Нет, теперь всё будет по-другому. Ветхое мимо отходит, и всё обновляется. Вельяминовы со своими сторонниками бежали — и ладно! Тысяцким Ваське никогда не бывать. Всё переиначу, что Семён исделал. Имения Марьины будут на мне, на моих детях, перед Хвостом я чист, всё, что Семён у него отнял, я Алексею Петровичу и сыну его вернул. Перед Сараем заискивать не стану, как Гордый наш поступал. Он перед Феогностом дерзости оказывал и волю свою заявлял — я же митрополиту Алексию старшего сына доверю, пусть наставником его будет и водителем во всех княжеских делах, если меня Бог допрежь призовёт. Что же касаемо тверских дел, там сейчас Всеволод с дяденькой своим схватился, с Василием Кашинским, на суд митрополичий зовёт его во Владимир. Знамо, почему во Владимир. Кафедра митрополичья в Москве, а он — во Владимир. Это Всеволод показывает, что не хочет Москву признавать. Что пускай владыка едет во Владимир, а суд будет таков, как мы с ним соопча обговорим. Сторону Васеньки Кашинского будем держать. Всё-таки когда-то мне хотелось с ним подружиться и в разбойники вместе податься.
Улыбка тронула губы Ивана. Он сомкнул веки и некоторое время разглядывал двух отроков на конях, даже свою комоницу серую вспомнил. Вспомнил покойного Константина Михайловича, его тревожные, с оглядкой, рассказы про Васеньку, сидевшего в Кашине, пока татары резали тверских князей. Константин Всеволода теснил, ну и мы с Васенькой его будем утеснять. Вишь, истому велику ему дядя учинил, пограбил его. К Семёну бегал защиты от Константина искать, а ко мне не припожаловал. Гляди, как бы и Холм-то у тебя не отняли! Марью тверскую всё к себе кличет, гонцов к ней шлёт. Зачем? Имениев её ищет? Ha-ко тебе! Сам уступил дяде стол тверской, так нечего стонать, что Василий Михайлович тяготами дани оскорбляет. Что отдано, то отдано, не тесто в квашне, чтоб колыхаться туда-сюда. Он после суда митрополичьего, конечно, к татарам дёрнет, управы на дядю искать и обратно его скидывать. Митрополичий суд — что? Поговорят и разъедутся. А как отправится к хану, прикажу наместникам моим не пропущать его по московским дорогам. Нетрог рыщет, зайцу подобно.
2
Всю ночь великая княгиня Александра провела в домашней молельне. Просила угодников избавить её от уязвлённости, утешить и приблизить спасение, чтоб уснула тьма души и день в ней воцарился.

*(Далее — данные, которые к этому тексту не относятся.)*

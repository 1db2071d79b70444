use anyhow::{Context, Result, anyhow};
use dotenvy::dotenv;
use std::env;
use std::net::SocketAddr;
use std::time::Duration;

pub const DEFAULT_API_URL: &str = "https://www.googleapis.com/youtube/v3/search";
pub const DEFAULT_BIND_ADDR: &str = "0.0.0.0:9996";

#[derive(Debug, Clone)]
pub struct Config {
    pub api_key: String,
    pub api_url: String,
    pub bind_addr: SocketAddr,
    /// `None` means requests to the search API never time out.
    pub upstream_timeout: Option<Duration>,
}

impl Config {
    /// Load configuration from the process environment, reading `.env` first if present.
    pub fn from_env() -> Result<Config> {
        dotenv().ok();
        Self::from_lookup(|key| env::var(key).ok())
    }

    /// Build a config from any key lookup. Empty values count as unset.
    pub fn from_lookup<F>(lookup: F) -> Result<Config>
    where
        F: Fn(&str) -> Option<String>,
    {
        let lookup = |key: &str| lookup(key).filter(|v| !v.trim().is_empty());

        let api_key = get_env(&lookup, "YOUTUBE_API_KEY")?;
        let api_url = get_env_or_default(&lookup, "YOUTUBE_API_URL", DEFAULT_API_URL);
        let bind_addr = get_env_or_default(&lookup, "BIND_ADDR", DEFAULT_BIND_ADDR)
            .parse::<SocketAddr>()
            .context("BIND_ADDR is not a valid socket address")?;
        let upstream_timeout = match lookup("UPSTREAM_TIMEOUT_SECS") {
            Some(secs) => Some(Duration::from_secs(
                secs.trim()
                    .parse()
                    .context("UPSTREAM_TIMEOUT_SECS must be a whole number of seconds")?,
            )),
            None => None,
        };

        Ok(Config {
            api_key,
            api_url,
            bind_addr,
            upstream_timeout,
        })
    }
}

fn get_env<F>(lookup: F, key: &str) -> Result<String>
where
    F: Fn(&str) -> Option<String>,
{
    lookup(key).ok_or_else(|| anyhow!("Missing required environment variable: {key}"))
}

fn get_env_or_default<F>(lookup: F, key: &str, default: &str) -> String
where
    F: Fn(&str) -> Option<String>,
{
    lookup(key).unwrap_or_else(|| default.to_string())
}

Вставала с колен, разглядывала, примеряла подарок мужа, какой сделал он ей к Рождеству, полусапожки белые с наборными каблуками, носками приподнятыми, с вышивкой цветными нитками, а по вышивке ещё жемчуг речной набросан. Только-только сафьянники такую обувку придумали, княгини и боярыни наперебой себе заказывали, а у Александры у первой была. Но радости не было.
Муж при встречах с молодыми боярынями восклицал весело и словно бы удивлённо:
— Здравствуй, миленькая! Как жива душой и телом?
Где ж степенность, где достоинство великокняжеское?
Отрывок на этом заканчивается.